Exercise details —
Look below and pull out each line with the word "EnvFilter".
▼
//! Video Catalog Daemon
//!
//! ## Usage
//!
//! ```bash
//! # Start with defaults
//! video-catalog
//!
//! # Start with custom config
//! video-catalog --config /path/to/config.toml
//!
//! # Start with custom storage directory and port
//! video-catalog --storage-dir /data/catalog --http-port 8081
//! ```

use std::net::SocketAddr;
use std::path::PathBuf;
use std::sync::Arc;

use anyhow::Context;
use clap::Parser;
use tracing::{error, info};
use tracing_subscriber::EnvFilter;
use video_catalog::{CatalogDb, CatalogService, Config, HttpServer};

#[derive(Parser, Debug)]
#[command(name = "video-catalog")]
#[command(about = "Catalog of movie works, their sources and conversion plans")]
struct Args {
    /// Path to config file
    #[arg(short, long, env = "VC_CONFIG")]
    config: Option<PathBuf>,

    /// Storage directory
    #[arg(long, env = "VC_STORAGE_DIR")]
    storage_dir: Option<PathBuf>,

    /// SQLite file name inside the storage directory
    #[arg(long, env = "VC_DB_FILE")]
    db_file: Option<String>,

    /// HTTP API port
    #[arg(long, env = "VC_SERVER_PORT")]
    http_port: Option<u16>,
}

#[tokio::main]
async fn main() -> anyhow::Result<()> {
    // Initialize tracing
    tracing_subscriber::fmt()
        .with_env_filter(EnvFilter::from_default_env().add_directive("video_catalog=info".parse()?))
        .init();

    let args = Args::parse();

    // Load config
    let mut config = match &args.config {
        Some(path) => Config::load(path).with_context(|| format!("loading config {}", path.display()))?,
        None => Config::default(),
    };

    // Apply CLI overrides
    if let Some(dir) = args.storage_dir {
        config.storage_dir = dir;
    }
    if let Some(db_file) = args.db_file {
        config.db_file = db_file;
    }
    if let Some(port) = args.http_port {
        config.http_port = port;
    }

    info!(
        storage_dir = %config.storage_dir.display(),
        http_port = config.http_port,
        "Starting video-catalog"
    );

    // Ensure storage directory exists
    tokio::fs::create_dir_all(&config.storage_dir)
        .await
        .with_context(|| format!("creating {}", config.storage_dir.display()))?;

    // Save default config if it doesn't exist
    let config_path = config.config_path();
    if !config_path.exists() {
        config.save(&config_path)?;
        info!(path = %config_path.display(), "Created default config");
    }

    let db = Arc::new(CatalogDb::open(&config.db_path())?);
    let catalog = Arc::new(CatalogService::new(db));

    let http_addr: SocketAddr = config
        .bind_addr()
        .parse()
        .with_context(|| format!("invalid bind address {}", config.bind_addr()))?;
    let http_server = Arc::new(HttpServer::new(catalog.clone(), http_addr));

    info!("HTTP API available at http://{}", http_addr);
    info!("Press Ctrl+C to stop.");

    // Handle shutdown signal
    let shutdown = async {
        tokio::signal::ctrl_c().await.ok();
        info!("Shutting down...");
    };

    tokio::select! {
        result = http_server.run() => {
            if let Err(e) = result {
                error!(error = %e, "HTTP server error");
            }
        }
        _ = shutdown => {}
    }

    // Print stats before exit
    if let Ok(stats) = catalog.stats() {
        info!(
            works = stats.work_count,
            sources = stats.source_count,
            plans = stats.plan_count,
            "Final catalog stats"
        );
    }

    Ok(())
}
▲
Response area —
use tracing_subscriber::EnvFilter;
        .with_env_filter(EnvFilter::from_default_env().add_directive("video_catalog=info".parse()?))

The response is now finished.